# 最小化球面上的凸函數

## 問題描述

$$\ mathcal {C} = \ {X \ in \ mathbb {R} ^ n \ mid g（X）\ leq 0 \}$$$$g（X）$$凸函數。假設對於給定的$$r> 0$$，我需要解決可行性問題$$\存在^？X \ in \ mathcal {C} \ cap \ {X \ in \ mathbb {R} ^ n \ mid X ^ T \ cdot X \ geq r ^2 \}$$

## 問題

You are trying to minimize a convex function outside (including on) a sphere. That is a non-convex constraint region, and hence a non-convex optimization problem.

The statement

Hence a sufficient condition for $$X^T\cdot X \geq r^2$$ is $$\begin{bmatrix} r^2 &X^T\\ X &\mathcal{I}\end{bmatrix} \preceq 0$$, which is convex in $$X$$ is obtained:

is convex alchemy, and is just flat out wrong. If it were correct, you would have discovered a way of turning the non-convex optimization problem into a convex SDP.

I suggest you try using a global optimization solver if you want the globally optimal solution. And if the dimension is not too large, it may succeed.

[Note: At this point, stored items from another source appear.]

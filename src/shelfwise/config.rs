use crate::error::{Result, ShelfwiseError};
use directories::ProjectDirs;
use serde::{Deserialize, Serialize};
use std::env;
use std::fs;
use std::path::{Path, PathBuf};

const CONFIG_FILENAME: &str = "config.json";
const DEFAULT_DATA_FILE: &str = "inventory.json";
const DEFAULT_NAME_WIDTH: usize = 30;
const MIN_NAME_WIDTH: usize = 4;

/// Environment variable overriding the home directory.
pub const HOME_ENV: &str = "SHELFWISE_HOME";

/// Keys accepted by [`ShelfwiseConfig::get`] and [`ShelfwiseConfig::set`], in display order.
pub const KEYS: &[&str] = &["data-file", "sort-by-name", "name-width"];

/// Configuration for shelfwise, stored as `config.json` in the home directory.
#[derive(Debug, Clone, Serialize, Deserialize, PartialEq, Eq)]
#[serde(rename_all = "kebab-case")]
pub struct ShelfwiseConfig {
    /// Database file name, relative to the home directory
    #[serde(default = "default_data_file")]
    pub data_file: String,

    /// Whether listings are sorted by name unless asked otherwise
    #[serde(default)]
    pub sort_by_name: bool,

    /// Display width names are truncated to
    #[serde(default = "default_name_width")]
    pub name_width: usize,
}

fn default_data_file() -> String {
    DEFAULT_DATA_FILE.to_string()
}

fn default_name_width() -> usize {
    DEFAULT_NAME_WIDTH
}

impl Default for ShelfwiseConfig {
    fn default() -> Self {
        Self {
            data_file: default_data_file(),
            sort_by_name: false,
            name_width: DEFAULT_NAME_WIDTH,
        }
    }
}

impl ShelfwiseConfig {
    /// Load config from the given directory, or return defaults if not found
    pub fn load<P: AsRef<Path>>(config_dir: P) -> Result<Self> {
        let config_path = config_dir.as_ref().join(CONFIG_FILENAME);

        if !config_path.exists() {
            return Ok(Self::default());
        }

        let content = fs::read_to_string(&config_path).map_err(ShelfwiseError::Io)?;
        serde_json::from_str(&content)
            .map_err(|e| ShelfwiseError::Config(format!("{}: {}", config_path.display(), e)))
    }

    /// Save config to the given directory
    pub fn save<P: AsRef<Path>>(&self, config_dir: P) -> Result<()> {
        let config_dir = config_dir.as_ref();

        if !config_dir.exists() {
            fs::create_dir_all(config_dir).map_err(ShelfwiseError::Io)?;
        }

        let config_path = config_dir.join(CONFIG_FILENAME);
        let content =
            serde_json::to_string_pretty(self).map_err(ShelfwiseError::Serialization)?;
        fs::write(config_path, content).map_err(ShelfwiseError::Io)?;
        Ok(())
    }

    pub fn get(&self, key: &str) -> Option<String> {
        match key {
            "data-file" => Some(self.data_file.clone()),
            "sort-by-name" => Some(self.sort_by_name.to_string()),
            "name-width" => Some(self.name_width.to_string()),
            _ => None,
        }
    }

    /// Like [`ShelfwiseConfig::get`], but an unknown key is a [`ShelfwiseError::Config`].
    pub fn value(&self, key: &str) -> Result<String> {
        self.get(key).ok_or_else(|| unknown_key(key))
    }

    /// Parses `value` into `key`. On error the config is left as it was.
    pub fn set(&mut self, key: &str, value: &str) -> Result<()> {
        let value = value.trim();
        match key {
            "data-file" => {
                if value.is_empty() {
                    return Err(invalid(key, "cannot be empty"));
                }
                self.data_file = value.to_string();
            }
            "sort-by-name" => {
                self.sort_by_name = match value.to_lowercase().as_str() {
                    "true" | "yes" | "on" | "1" => true,
                    "false" | "no" | "off" | "0" => false,
                    other => return Err(invalid(key, &format!("\"{}\" is not a boolean", other))),
                }
            }
            "name-width" => {
                let width: usize = value
                    .parse()
                    .map_err(|_| invalid(key, &format!("\"{}\" is not a width", value)))?;
                if width < MIN_NAME_WIDTH {
                    return Err(invalid(key, &format!("must be at least {}", MIN_NAME_WIDTH)));
                }
                self.name_width = width;
            }
            _ => return Err(unknown_key(key)),
        }
        Ok(())
    }

    /// `(key, value)` for every key, in [`KEYS`] order.
    pub fn entries(&self) -> Vec<(&'static str, String)> {
        KEYS.iter()
            .filter_map(|key| self.get(key).map(|value| (*key, value)))
            .collect()
    }
}

fn unknown_key(key: &str) -> ShelfwiseError {
    ShelfwiseError::Config(format!("Unknown config key: {}", key))
}

fn invalid(key: &str, reason: &str) -> ShelfwiseError {
    ShelfwiseError::Config(format!("{} {}", key, reason))
}

/// Where shelfwise keeps its files.
#[derive(Debug, Clone, PartialEq, Eq)]
pub struct ShelfwisePaths {
    pub home: PathBuf,
}

impl ShelfwisePaths {
    pub fn new(home: impl Into<PathBuf>) -> Self {
        Self { home: home.into() }
    }

    /// `$SHELFWISE_HOME` if set, otherwise the platform data directory.
    pub fn resolve() -> Result<Self> {
        if let Some(home) = env::var_os(HOME_ENV).filter(|v| !v.is_empty()) {
            return Ok(Self::new(home));
        }
        let dirs = ProjectDirs::from("com", "shelfwise", "shelfwise").ok_or_else(|| {
            ShelfwiseError::Config("Could not determine data directory".to_string())
        })?;
        Ok(Self::new(dirs.data_dir()))
    }

    pub fn data_file(&self, config: &ShelfwiseConfig) -> PathBuf {
        self.home.join(&config.data_file)
    }
}

#[cfg(test)]
mod tests {
    use super::*;
    use tempfile::tempdir;

    #[test]
    fn test_default_config() {
        let config = ShelfwiseConfig::default();
        assert_eq!(config.data_file, "inventory.json");
        assert!(!config.sort_by_name);
        assert_eq!(config.name_width, 30);
    }

    #[test]
    fn test_load_missing_config() {
        let dir = tempdir().unwrap();
        let config = ShelfwiseConfig::load(dir.path().join("nowhere")).unwrap();
        assert_eq!(config, ShelfwiseConfig::default());
    }

    #[test]
    fn test_save_and_load() {
        let dir = tempdir().unwrap();
        let mut config = ShelfwiseConfig::default();
        config.set("sort-by-name", "yes").unwrap();
        config.set("name-width", "12").unwrap();
        config.save(dir.path()).unwrap();

        let loaded = ShelfwiseConfig::load(dir.path()).unwrap();
        assert!(loaded.sort_by_name);
        assert_eq!(loaded.name_width, 12);
    }

    #[test]
    fn test_partial_file_uses_defaults() {
        let dir = tempdir().unwrap();
        fs::write(dir.path().join(CONFIG_FILENAME), r#"{"name-width": 40}"#).unwrap();
        let loaded = ShelfwiseConfig::load(dir.path()).unwrap();
        assert_eq!(loaded.name_width, 40);
        assert_eq!(loaded.data_file, "inventory.json");
    }

    #[test]
    fn test_malformed_file_is_a_config_error() {
        let dir = tempdir().unwrap();
        fs::write(dir.path().join(CONFIG_FILENAME), "{").unwrap();
        let err = ShelfwiseConfig::load(dir.path()).unwrap_err();
        assert!(matches!(err, ShelfwiseError::Config(_)));
    }

    #[test]
    fn test_set_rejects_bad_values() {
        let mut config = ShelfwiseConfig::default();
        assert!(config.set("sort-by-name", "maybe").is_err());
        assert!(config.set("name-width", "wide").is_err());
        assert!(config.set("name-width", "2").is_err());
        assert!(config.set("data-file", "  ").is_err());
        assert_eq!(
            config.set("colour", "red").unwrap_err().to_string(),
            "Config error: Unknown config key: colour"
        );
        assert_eq!(
            config.set("name-width", "2").unwrap_err().to_string(),
            "Config error: name-width must be at least 4"
        );
        assert_eq!(config, ShelfwiseConfig::default());
        assert!(matches!(config.value("colour"), Err(ShelfwiseError::Config(_))));
    }

    #[test]
    fn test_entries_follow_key_order() {
        let keys: Vec<&str> = ShelfwiseConfig::default()
            .entries()
            .into_iter()
            .map(|(k, _)| k)
            .collect();
        assert_eq!(keys, KEYS);
    }

    #[test]
    fn test_data_file_is_inside_home() {
        let paths = ShelfwisePaths::new("/tmp/inv");
        let mut config = ShelfwiseConfig::default();
        config.set("data-file", "garage.json").unwrap();
        assert_eq!(paths.data_file(&config), PathBuf::from("/tmp/inv/garage.json"));
    }
}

Or you can use a local non-convex nonlinear optimization solver.

If you are really wedded to convex optimization, and want to spin the dice with your own crude optimization solver, which might not converge to anything, and if it does converge to something, may not even converge to a local optimum, let alone the global optimum, you can try the convex-concave procedure, as outlined in Stephen Boyd's answer at http://ask.cvxr.com/t/how-to-handle-nonlinear-equality-constraints/22/4

Edit to address your edit subsequent to my original answer. $$\begin{bmatrix} r^2 &X^T\\ X &\mathcal{I}\end{bmatrix} \preceq 0$$ is INFEASIBLE. Even if $$r^2 = 0$$ it is infeasible due to $$\mathcal{I}$$ having positive diagonal elements. You are attempting convex alchemy, and it is wrong.